Below, an animation introduces the mascots for the 2012 London Olympics, Wenlock and Mandeville.
From the Guardian:
The pair are based on a short story by children's author Michael Morpurgo that tells how they were fashioned from droplets of the steel used to build the Olympic stadium. They will be crucial in raising funds and spreading messages about the games.
Wenlock, named after the Shropshire town of Much Wenlock that helped inspire Pierre de Coubertin to launch the modern Olympics, and Mandeville, inspired by the Buckinghamshire town of Stoke Mandeville, where the Paralympics were founded, will become very familiar in the next two years. The chairman of the London organising committee of the Olympic games (LOCOG), Lord Coe, said the mascots were aimed squarely at children and designed with the digital age in mind. He said they had the most positive reaction in workshops to road test them.
Among the designs rejected at the start of an open pitch process were anthropomorphic pigeons, an animated tea pot and a Big Ben with arms and legs.

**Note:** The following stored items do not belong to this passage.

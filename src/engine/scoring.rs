// ==========================================
// Sistema de Contagens APF - Motor de Cálculo
// ==========================================
// Função pura MappedRow → ScoredRow. Complexidade sai de uma matriz
// fixa RLR×DER por tipo de função; o bruto sai da tabela de pesos e o
// líquido aplica o fator de ajuste com arredondamento half-up em duas
// casas decimais. INM não passa pela matriz: bruto = DER × fator e o
// líquido repete o bruto sem arredondar.
// Combinações fora da matriz nunca geram erro: complexidade N/A e
// pontos zerados, sinalizados por ScoredRow::is_unscored.
// ==========================================

use crate::domain::staging::{MappedRow, ScoredRow};
use crate::domain::types::{Complexity, FunctionType};

pub struct ScoringEngine;

impl ScoringEngine {
    /// Calcula complexidade, PF bruto e PF líquido de uma linha.
    /// Determinística e sem efeitos colaterais.
    pub fn score(row: &MappedRow) -> ScoredRow {
        if row.function_type == FunctionType::Inm {
            let gross = f64::from(row.data_element_count) * row.adjustment_factor_value;
            return ScoredRow {
                mapped: row.clone(),
                complexity: Complexity::NotApplicable,
                gross_points: gross,
                net_points: gross,
            };
        }

        let complexity = Self::classify(
            row.function_type,
            row.record_element_count,
            row.data_element_count,
        );
        let gross = Self::weight(row.function_type, complexity);
        let net = Self::round_half_up(gross * row.adjustment_factor_value, 2);

        ScoredRow {
            mapped: row.clone(),
            complexity,
            gross_points: gross,
            net_points: net,
        }
    }

    /// Matriz de complexidade. DER abaixo de 1 não casa com faixa
    /// nenhuma e resolve para N/A, assim como RLR negativo.
    pub fn classify(
        function_type: FunctionType,
        record_element_count: i32,
        data_element_count: i32,
    ) -> Complexity {
        match function_type {
            FunctionType::Inm => Complexity::NotApplicable,
            _ if data_element_count < 1 => Complexity::NotApplicable,
            FunctionType::Ali | FunctionType::Aie => {
                Self::data_function_tier(record_element_count, data_element_count)
            }
            FunctionType::Ee | FunctionType::Ce => {
                Self::transaction_input_tier(record_element_count, data_element_count)
            }
            FunctionType::Se => Self::output_tier(record_element_count, data_element_count),
        }
    }

    // ALI e AIE compartilham a mesma matriz.
    fn data_function_tier(rlr: i32, der: i32) -> Complexity {
        match rlr {
            1 => {
                if der <= 50 {
                    Complexity::Baixa
                } else {
                    Complexity::Media
                }
            }
            2..=5 => {
                if der <= 19 {
                    Complexity::Baixa
                } else if der <= 50 {
                    Complexity::Media
                } else {
                    Complexity::Alta
                }
            }
            r if r >= 6 => {
                if der <= 19 {
                    Complexity::Media
                } else {
                    Complexity::Alta
                }
            }
            _ => Complexity::NotApplicable,
        }
    }

    // EE e CE compartilham a mesma matriz.
    fn transaction_input_tier(rlr: i32, der: i32) -> Complexity {
        match rlr {
            0..=1 => {
                if der <= 15 {
                    Complexity::Baixa
                } else {
                    Complexity::Media
                }
            }
            2 => {
                if der <= 4 {
                    Complexity::Baixa
                } else if der <= 15 {
                    Complexity::Media
                } else {
                    Complexity::Alta
                }
            }
            r if r >= 3 => {
                if der <= 4 {
                    Complexity::Media
                } else {
                    Complexity::Alta
                }
            }
            _ => Complexity::NotApplicable,
        }
    }

    fn output_tier(rlr: i32, der: i32) -> Complexity {
        match rlr {
            0..=1 => {
                if der <= 19 {
                    Complexity::Baixa
                } else {
                    Complexity::Media
                }
            }
            2..=3 => {
                if der <= 5 {
                    Complexity::Baixa
                } else if der <= 19 {
                    Complexity::Media
                } else {
                    Complexity::Alta
                }
            }
            r if r >= 4 => {
                if der <= 5 {
                    Complexity::Media
                } else {
                    Complexity::Alta
                }
            }
            _ => Complexity::NotApplicable,
        }
    }

    /// Tabela de pesos (PF bruto) por tipo × complexidade.
    /// Combinação fora da tabela vale 0.
    pub fn weight(function_type: FunctionType, complexity: Complexity) -> f64 {
        use Complexity::{Alta, Baixa, Media};
        use FunctionType::{Aie, Ali, Ce, Ee, Se};

        match (function_type, complexity) {
            (Ali, Baixa) => 7.0,
            (Ali, Media) => 10.0,
            (Ali, Alta) => 15.0,
            (Aie, Baixa) => 5.0,
            (Aie, Media) => 7.0,
            (Aie, Alta) => 10.0,
            (Ee, Baixa) | (Ce, Baixa) => 3.0,
            (Ee, Media) | (Ce, Media) => 4.0,
            (Ee, Alta) | (Ce, Alta) => 6.0,
            (Se, Baixa) => 4.0,
            (Se, Media) => 5.0,
            (Se, Alta) => 7.0,
            _ => 0.0,
        }
    }

    /// Arredondamento decimal half-up (metade para longe de zero).
    /// Produtos de fatores decimais chegam em f64 com ruído binário
    /// menor que 1e-9; o ajuste devolve valores de fronteira (x.xx5)
    /// ao lado correto antes do arredondamento. Sem ele, 7 × 1.025
    /// resultaria 7.17 em vez de 7.18.
    pub fn round_half_up(value: f64, decimals: u32) -> f64 {
        let factor = 10f64.powi(decimals as i32);
        let scaled = value * factor;
        (scaled + 1e-9f64.copysign(scaled)).round() / factor
    }
}

#[cfg(test)]
mod tests {
    use super::*;
    use indexmap::IndexMap;

    fn mapped(
        function_type: FunctionType,
        der: i32,
        rlr: i32,
        factor_value: f64,
    ) -> MappedRow {
        MappedRow {
            row_number: 10,
            name: Some("Função de teste".to_string()),
            description: None,
            function_type,
            data_element_count: der,
            record_element_count: rlr,
            adjustment_factor_name: "Novo".to_string(),
            adjustment_factor_id: Some(1),
            adjustment_factor_value: factor_value,
            extras: IndexMap::new(),
        }
    }

    // ===== matriz ALI/AIE =====

    #[test]
    fn test_data_function_boundaries() {
        use Complexity::*;
        let cases = [
            (1, 50, Baixa),
            (1, 51, Media),
            (2, 19, Baixa),
            (2, 20, Media),
            (5, 50, Media),
            (5, 51, Alta),
            (6, 19, Media),
            (6, 20, Alta),
        ];
        for (rlr, der, expected) in cases {
            assert_eq!(
                ScoringEngine::classify(FunctionType::Ali, rlr, der),
                expected,
                "ALI rlr={} der={}",
                rlr,
                der
            );
            assert_eq!(
                ScoringEngine::classify(FunctionType::Aie, rlr, der),
                expected,
                "AIE rlr={} der={}",
                rlr,
                der
            );
        }
    }

    #[test]
    fn test_data_function_rlr_zero_is_not_applicable() {
        assert_eq!(
            ScoringEngine::classify(FunctionType::Ali, 0, 10),
            Complexity::NotApplicable
        );
    }

    // ===== matriz EE/CE =====

    #[test]
    fn test_transaction_input_boundaries() {
        use Complexity::*;
        let cases = [
            (0, 15, Baixa),
            (1, 16, Media),
            (2, 4, Baixa),
            (2, 5, Media),
            (2, 15, Media),
            (2, 16, Alta),
            (3, 4, Media),
            (3, 5, Alta),
        ];
        for (rlr, der, expected) in cases {
            assert_eq!(
                ScoringEngine::classify(FunctionType::Ee, rlr, der),
                expected,
                "EE rlr={} der={}",
                rlr,
                der
            );
            assert_eq!(
                ScoringEngine::classify(FunctionType::Ce, rlr, der),
                expected,
                "CE rlr={} der={}",
                rlr,
                der
            );
        }
    }

    // ===== matriz SE =====

    #[test]
    fn test_output_boundaries() {
        use Complexity::*;
        let cases = [
            (1, 19, Baixa),
            (1, 20, Media),
            (2, 5, Baixa),
            (3, 6, Media),
            (3, 19, Media),
            (3, 20, Alta),
            (4, 5, Media),
            (4, 6, Alta),
        ];
        for (rlr, der, expected) in cases {
            assert_eq!(
                ScoringEngine::classify(FunctionType::Se, rlr, der),
                expected,
                "SE rlr={} der={}",
                rlr,
                der
            );
        }
    }

    #[test]
    fn test_der_zero_never_matches_a_tier() {
        for t in [
            FunctionType::Ali,
            FunctionType::Aie,
            FunctionType::Ee,
            FunctionType::Ce,
            FunctionType::Se,
        ] {
            assert_eq!(
                ScoringEngine::classify(t, 3, 0),
                Complexity::NotApplicable,
                "{:?}",
                t
            );
        }
    }

    #[test]
    fn test_negative_rlr_is_not_applicable() {
        assert_eq!(
            ScoringEngine::classify(FunctionType::Se, -1, 10),
            Complexity::NotApplicable
        );
    }

    // ===== pesos =====

    #[test]
    fn test_weight_lookup() {
        assert_eq!(ScoringEngine::weight(FunctionType::Ali, Complexity::Alta), 15.0);
        assert_eq!(ScoringEngine::weight(FunctionType::Se, Complexity::Media), 5.0);
        assert_eq!(ScoringEngine::weight(FunctionType::Ee, Complexity::Baixa), 3.0);
        assert_eq!(ScoringEngine::weight(FunctionType::Ce, Complexity::Alta), 6.0);
        assert_eq!(
            ScoringEngine::weight(FunctionType::Ali, Complexity::NotApplicable),
            0.0
        );
        assert_eq!(
            ScoringEngine::weight(FunctionType::Inm, Complexity::Baixa),
            0.0
        );
    }

    // ===== arredondamento =====

    #[test]
    fn test_round_half_up_boundary() {
        assert_eq!(ScoringEngine::round_half_up(7.0 * 1.025, 2), 7.18);
        assert_eq!(ScoringEngine::round_half_up(7.174, 2), 7.17);
        assert_eq!(ScoringEngine::round_half_up(8.4, 2), 8.4);
        assert_eq!(ScoringEngine::round_half_up(2.175, 2), 2.18);
        assert_eq!(ScoringEngine::round_half_up(0.0, 2), 0.0);
        assert_eq!(ScoringEngine::round_half_up(-7.0 * 1.025, 2), -7.18);
    }

    // ===== score completo =====

    #[test]
    fn test_score_ali_low_with_adjustment() {
        let row = mapped(FunctionType::Ali, 5, 1, 1.2);
        let scored = ScoringEngine::score(&row);
        assert_eq!(scored.complexity, Complexity::Baixa);
        assert_eq!(scored.gross_points, 7.0);
        assert_eq!(scored.net_points, 8.4);
        assert!(!scored.is_unscored());
    }

    #[test]
    fn test_score_half_up_rounding_applied_to_net() {
        let row = mapped(FunctionType::Ali, 5, 1, 1.025);
        let scored = ScoringEngine::score(&row);
        assert_eq!(scored.gross_points, 7.0);
        assert_eq!(scored.net_points, 7.18);
    }

    #[test]
    fn test_score_inm_bypasses_matrix() {
        let row = mapped(FunctionType::Inm, 10, 99, 1.1);
        let scored = ScoringEngine::score(&row);
        assert_eq!(scored.complexity, Complexity::NotApplicable);
        assert_eq!(scored.gross_points, 11.0);
        assert_eq!(scored.net_points, 11.0);
        assert!(!scored.is_unscored());
    }

    #[test]
    fn test_score_unmatched_degrades_to_zero() {
        let row = mapped(FunctionType::Ali, 0, 1, 1.2);
        let scored = ScoringEngine::score(&row);
        assert_eq!(scored.complexity, Complexity::NotApplicable);
        assert_eq!(scored.gross_points, 0.0);
        assert_eq!(scored.net_points, 0.0);
        assert!(scored.is_unscored());
    }

    #[test]
    fn test_score_is_deterministic() {
        let row = mapped(FunctionType::Se, 12, 3, 0.9);
        let a = ScoringEngine::score(&row);
        let b = ScoringEngine::score(&row);
        assert_eq!(a.complexity, b.complexity);
        assert_eq!(a.gross_points, b.gross_points);
        assert_eq!(a.net_points, b.net_points);
    }
}
// ==========================================
// Sistema de Contagens APF - Erros da Camada de Repositório
// ==========================================
// Ferramenta: macro derive do thiserror
// ==========================================

use thiserror::Error;

/// Erros da camada de repositório
#[derive(Error, Debug)]
pub enum RepositoryError {
    // ===== erros de banco de dados =====
    #[error("registro não encontrado: {entity} com id={id}")]
    NotFound { entity: String, id: String },

    #[error("falha na conexão com o banco: {0}")]
    DatabaseConnectionError(String),

    #[error("falha ao obter o lock do banco: {0}")]
    LockError(String),

    #[error("falha na transação: {0}")]
    DatabaseTransactionError(String),

    #[error("falha na consulta: {0}")]
    DatabaseQueryError(String),

    #[error("violação de restrição de unicidade: {0}")]
    UniqueConstraintViolation(String),

    #[error("violação de chave estrangeira: {0}")]
    ForeignKeyViolation(String),

    // ===== erros de qualidade de dados =====
    #[error("falha de validação: {0}")]
    ValidationError(String),

    #[error("valor de campo inválido (campo={field}): {message}")]
    FieldValueError { field: String, message: String },

    // ===== erros genéricos =====
    #[error("erro interno: {0}")]
    InternalError(String),

    #[error(transparent)]
    Other(#[from] anyhow::Error),
}

// Implementação de From<rusqlite::Error>
impl From<rusqlite::Error> for RepositoryError {
    fn from(err: rusqlite::Error) -> Self {
        match err {
            rusqlite::Error::SqliteFailure(_, Some(msg)) => {
                if msg.contains("UNIQUE") {
                    RepositoryError::UniqueConstraintViolation(msg)
                } else if msg.contains("FOREIGN KEY") {
                    RepositoryError::ForeignKeyViolation(msg)
                } else {
                    RepositoryError::DatabaseQueryError(msg)
                }
            }
            rusqlite::Error::QueryReturnedNoRows => RepositoryError::NotFound {
                entity: "Desconhecida".to_string(),
                id: "Desconhecido".to_string(),
            },
            _ => RepositoryError::DatabaseQueryError(err.to_string()),
        }
    }
}

/// Alias de Result da camada
pub type RepositoryResult<T> = Result<T, RepositoryError>;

Despite the taxi lights atop their heads, Guardian design critic Jonathan Glancey doesn't see much that evokes London in the design of these two characters, except maybe the city's security cameras:
If they have American habits, Mandeville and Wenlock appear to have been conjured from Japanese comic books and computer games. Where they are evidently Londoners is in the look of their cyclopean eyes, that may remind many of the lenses of CCTV cameras staring from pretty much every building, station and street corner in the city.